▸ What you need to do
Your output should be each line from the material below that has the word "insert".

▸ Task input
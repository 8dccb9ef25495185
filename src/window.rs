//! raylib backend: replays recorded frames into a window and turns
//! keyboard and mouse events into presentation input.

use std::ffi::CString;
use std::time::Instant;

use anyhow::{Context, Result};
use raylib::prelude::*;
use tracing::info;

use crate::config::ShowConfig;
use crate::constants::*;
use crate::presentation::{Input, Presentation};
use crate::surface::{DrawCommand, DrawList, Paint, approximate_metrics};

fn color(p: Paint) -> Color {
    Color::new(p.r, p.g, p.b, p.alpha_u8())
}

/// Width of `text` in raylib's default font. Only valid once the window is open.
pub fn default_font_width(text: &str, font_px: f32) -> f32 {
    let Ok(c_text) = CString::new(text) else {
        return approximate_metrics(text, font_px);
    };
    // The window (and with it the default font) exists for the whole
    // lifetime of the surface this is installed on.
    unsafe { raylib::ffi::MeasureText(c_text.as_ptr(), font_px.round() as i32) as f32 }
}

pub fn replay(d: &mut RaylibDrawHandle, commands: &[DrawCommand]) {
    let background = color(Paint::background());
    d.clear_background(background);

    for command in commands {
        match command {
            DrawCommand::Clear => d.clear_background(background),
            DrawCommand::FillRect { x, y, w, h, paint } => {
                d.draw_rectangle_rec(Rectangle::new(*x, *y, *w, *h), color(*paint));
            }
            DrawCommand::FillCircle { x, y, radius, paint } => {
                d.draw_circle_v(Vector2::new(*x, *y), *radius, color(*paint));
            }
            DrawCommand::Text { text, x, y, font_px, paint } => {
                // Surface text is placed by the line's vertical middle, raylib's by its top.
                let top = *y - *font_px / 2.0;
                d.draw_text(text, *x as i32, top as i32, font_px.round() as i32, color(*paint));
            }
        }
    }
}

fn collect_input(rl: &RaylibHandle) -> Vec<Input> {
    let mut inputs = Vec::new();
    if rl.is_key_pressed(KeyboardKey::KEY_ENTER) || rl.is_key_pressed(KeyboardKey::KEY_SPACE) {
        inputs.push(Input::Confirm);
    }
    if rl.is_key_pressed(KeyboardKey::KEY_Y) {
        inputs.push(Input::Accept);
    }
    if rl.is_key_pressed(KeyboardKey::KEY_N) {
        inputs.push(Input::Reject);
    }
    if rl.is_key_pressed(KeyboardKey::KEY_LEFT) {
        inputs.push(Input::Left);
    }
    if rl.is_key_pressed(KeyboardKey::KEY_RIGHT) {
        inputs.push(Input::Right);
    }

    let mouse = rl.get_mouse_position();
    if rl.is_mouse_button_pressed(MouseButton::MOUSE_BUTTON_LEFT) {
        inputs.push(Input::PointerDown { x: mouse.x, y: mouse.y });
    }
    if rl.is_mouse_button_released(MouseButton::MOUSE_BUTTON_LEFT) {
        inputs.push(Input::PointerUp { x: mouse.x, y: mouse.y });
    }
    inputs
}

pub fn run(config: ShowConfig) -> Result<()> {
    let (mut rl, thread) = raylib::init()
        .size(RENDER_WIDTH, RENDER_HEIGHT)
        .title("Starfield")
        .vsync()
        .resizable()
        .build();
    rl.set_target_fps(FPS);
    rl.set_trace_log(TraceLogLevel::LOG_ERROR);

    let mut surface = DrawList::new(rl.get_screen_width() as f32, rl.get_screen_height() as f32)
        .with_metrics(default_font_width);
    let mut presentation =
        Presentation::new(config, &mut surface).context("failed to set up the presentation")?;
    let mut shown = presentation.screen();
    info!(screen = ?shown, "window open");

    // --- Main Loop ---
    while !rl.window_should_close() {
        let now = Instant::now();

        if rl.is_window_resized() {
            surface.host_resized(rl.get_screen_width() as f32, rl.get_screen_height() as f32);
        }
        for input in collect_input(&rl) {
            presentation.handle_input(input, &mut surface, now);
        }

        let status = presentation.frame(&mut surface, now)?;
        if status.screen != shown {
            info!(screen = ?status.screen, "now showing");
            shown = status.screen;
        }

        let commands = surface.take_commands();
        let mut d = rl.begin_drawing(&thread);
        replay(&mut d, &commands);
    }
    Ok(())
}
==
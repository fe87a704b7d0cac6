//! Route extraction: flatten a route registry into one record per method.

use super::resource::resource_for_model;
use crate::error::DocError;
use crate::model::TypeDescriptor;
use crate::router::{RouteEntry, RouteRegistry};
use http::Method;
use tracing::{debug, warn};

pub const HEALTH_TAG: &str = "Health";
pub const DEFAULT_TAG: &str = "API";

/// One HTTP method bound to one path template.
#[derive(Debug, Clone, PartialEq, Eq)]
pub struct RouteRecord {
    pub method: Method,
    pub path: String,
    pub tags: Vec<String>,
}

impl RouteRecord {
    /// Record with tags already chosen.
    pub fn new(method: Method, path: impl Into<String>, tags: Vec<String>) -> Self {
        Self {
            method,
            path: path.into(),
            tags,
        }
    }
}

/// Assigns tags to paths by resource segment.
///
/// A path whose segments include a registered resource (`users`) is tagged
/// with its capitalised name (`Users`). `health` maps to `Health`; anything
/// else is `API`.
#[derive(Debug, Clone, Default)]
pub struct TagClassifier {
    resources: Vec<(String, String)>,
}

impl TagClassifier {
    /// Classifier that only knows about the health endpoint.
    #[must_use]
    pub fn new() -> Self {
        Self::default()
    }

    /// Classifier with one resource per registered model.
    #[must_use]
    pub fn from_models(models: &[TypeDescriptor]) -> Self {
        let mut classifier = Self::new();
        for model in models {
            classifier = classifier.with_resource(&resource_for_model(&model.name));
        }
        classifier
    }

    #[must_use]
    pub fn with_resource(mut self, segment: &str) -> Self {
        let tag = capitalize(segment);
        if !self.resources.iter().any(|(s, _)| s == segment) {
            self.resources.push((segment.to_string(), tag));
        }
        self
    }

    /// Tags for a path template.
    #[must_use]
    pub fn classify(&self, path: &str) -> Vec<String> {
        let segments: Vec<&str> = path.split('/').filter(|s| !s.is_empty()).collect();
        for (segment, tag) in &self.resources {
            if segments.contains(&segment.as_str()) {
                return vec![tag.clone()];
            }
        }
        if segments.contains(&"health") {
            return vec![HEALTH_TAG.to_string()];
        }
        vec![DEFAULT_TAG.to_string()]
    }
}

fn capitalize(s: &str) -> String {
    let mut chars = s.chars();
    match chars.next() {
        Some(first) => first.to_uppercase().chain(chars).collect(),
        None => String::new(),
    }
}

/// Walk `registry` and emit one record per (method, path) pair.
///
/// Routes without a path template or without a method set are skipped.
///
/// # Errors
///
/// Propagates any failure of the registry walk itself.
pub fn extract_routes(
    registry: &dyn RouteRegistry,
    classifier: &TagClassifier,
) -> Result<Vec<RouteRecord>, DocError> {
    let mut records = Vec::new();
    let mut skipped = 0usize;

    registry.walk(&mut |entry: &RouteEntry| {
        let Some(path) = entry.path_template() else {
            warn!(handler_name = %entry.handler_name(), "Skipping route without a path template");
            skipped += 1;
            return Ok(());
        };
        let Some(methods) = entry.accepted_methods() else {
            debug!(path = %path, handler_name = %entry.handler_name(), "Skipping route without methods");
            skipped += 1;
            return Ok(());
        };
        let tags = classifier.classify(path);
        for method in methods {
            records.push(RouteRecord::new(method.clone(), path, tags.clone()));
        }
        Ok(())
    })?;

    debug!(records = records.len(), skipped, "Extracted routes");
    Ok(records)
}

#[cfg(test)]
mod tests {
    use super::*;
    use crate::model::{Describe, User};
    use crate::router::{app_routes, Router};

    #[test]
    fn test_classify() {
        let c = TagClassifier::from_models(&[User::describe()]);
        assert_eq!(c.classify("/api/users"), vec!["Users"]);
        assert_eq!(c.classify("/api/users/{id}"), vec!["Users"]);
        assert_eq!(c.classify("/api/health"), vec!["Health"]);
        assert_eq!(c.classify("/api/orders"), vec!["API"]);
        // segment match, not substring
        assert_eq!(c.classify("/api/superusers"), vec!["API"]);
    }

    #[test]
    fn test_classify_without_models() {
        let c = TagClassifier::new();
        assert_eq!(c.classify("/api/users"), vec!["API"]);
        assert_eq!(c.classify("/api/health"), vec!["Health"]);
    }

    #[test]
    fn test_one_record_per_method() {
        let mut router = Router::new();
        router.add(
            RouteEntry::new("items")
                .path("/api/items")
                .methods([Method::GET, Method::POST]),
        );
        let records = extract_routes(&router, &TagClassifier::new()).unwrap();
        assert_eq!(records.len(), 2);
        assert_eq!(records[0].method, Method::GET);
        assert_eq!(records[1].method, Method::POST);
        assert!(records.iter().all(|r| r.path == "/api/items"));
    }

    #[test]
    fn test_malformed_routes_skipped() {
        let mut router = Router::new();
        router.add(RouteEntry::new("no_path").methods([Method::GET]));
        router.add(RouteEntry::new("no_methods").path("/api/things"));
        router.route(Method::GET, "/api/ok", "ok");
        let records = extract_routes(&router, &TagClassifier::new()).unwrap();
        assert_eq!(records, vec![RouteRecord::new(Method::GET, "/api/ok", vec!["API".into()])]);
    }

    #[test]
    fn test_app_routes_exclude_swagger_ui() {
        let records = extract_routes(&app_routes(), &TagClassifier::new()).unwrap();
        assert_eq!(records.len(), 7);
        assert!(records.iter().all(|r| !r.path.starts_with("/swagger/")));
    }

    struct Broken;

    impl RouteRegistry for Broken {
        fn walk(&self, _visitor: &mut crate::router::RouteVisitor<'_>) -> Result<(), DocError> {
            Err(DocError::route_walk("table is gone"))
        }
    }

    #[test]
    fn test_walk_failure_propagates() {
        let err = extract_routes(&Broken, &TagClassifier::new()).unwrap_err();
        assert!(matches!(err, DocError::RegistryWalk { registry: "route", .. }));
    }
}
...
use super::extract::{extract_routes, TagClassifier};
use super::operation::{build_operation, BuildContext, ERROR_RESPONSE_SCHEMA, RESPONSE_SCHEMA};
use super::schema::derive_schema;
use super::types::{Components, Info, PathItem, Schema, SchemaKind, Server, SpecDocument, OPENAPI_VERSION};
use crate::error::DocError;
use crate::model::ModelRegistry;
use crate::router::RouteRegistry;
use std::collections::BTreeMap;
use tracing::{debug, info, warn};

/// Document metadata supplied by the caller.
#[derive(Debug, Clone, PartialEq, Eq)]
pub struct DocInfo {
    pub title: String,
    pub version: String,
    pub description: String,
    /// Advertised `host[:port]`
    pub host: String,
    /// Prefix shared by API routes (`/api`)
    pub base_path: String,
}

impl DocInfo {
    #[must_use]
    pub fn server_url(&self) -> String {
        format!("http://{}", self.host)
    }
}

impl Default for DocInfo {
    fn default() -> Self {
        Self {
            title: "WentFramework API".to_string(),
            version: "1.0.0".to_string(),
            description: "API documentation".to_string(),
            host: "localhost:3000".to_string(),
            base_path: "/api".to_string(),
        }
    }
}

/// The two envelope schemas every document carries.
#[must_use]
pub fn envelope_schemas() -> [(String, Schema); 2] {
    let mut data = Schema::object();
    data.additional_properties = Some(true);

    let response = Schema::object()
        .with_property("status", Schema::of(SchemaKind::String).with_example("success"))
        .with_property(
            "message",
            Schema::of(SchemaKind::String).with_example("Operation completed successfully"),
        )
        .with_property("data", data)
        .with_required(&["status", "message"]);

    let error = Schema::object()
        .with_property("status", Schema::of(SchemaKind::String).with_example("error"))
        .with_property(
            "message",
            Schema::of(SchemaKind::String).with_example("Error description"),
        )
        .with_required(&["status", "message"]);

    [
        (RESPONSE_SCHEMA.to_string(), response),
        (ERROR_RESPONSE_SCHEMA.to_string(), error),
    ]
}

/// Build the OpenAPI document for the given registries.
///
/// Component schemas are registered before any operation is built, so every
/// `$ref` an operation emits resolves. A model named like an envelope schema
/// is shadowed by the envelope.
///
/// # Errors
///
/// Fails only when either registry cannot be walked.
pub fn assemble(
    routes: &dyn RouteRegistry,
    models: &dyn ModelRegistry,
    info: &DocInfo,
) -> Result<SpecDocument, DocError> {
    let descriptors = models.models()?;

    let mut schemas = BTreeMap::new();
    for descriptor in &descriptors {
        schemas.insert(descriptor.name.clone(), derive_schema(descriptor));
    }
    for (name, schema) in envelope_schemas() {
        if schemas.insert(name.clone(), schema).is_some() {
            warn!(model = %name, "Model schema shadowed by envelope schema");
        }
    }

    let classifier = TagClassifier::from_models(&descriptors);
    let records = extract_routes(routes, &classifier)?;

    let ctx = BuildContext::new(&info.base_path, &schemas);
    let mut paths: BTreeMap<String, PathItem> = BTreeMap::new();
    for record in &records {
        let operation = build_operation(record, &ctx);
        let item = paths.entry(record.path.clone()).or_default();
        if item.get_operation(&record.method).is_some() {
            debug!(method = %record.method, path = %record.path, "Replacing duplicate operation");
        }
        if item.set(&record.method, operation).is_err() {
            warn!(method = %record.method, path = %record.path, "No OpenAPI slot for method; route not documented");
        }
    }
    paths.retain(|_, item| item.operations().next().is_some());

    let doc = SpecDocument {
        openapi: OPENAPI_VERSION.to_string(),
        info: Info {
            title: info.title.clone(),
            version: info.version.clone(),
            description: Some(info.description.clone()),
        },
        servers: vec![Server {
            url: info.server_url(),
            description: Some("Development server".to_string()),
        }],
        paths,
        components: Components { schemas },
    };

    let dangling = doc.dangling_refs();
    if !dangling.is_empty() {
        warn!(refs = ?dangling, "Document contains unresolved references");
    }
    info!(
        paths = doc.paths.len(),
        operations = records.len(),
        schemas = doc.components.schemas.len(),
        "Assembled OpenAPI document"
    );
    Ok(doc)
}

▸ Result of this task
        schemas.insert(descriptor.name.clone(), derive_schema(descriptor));
        if schemas.insert(name.clone(), schema).is_some() {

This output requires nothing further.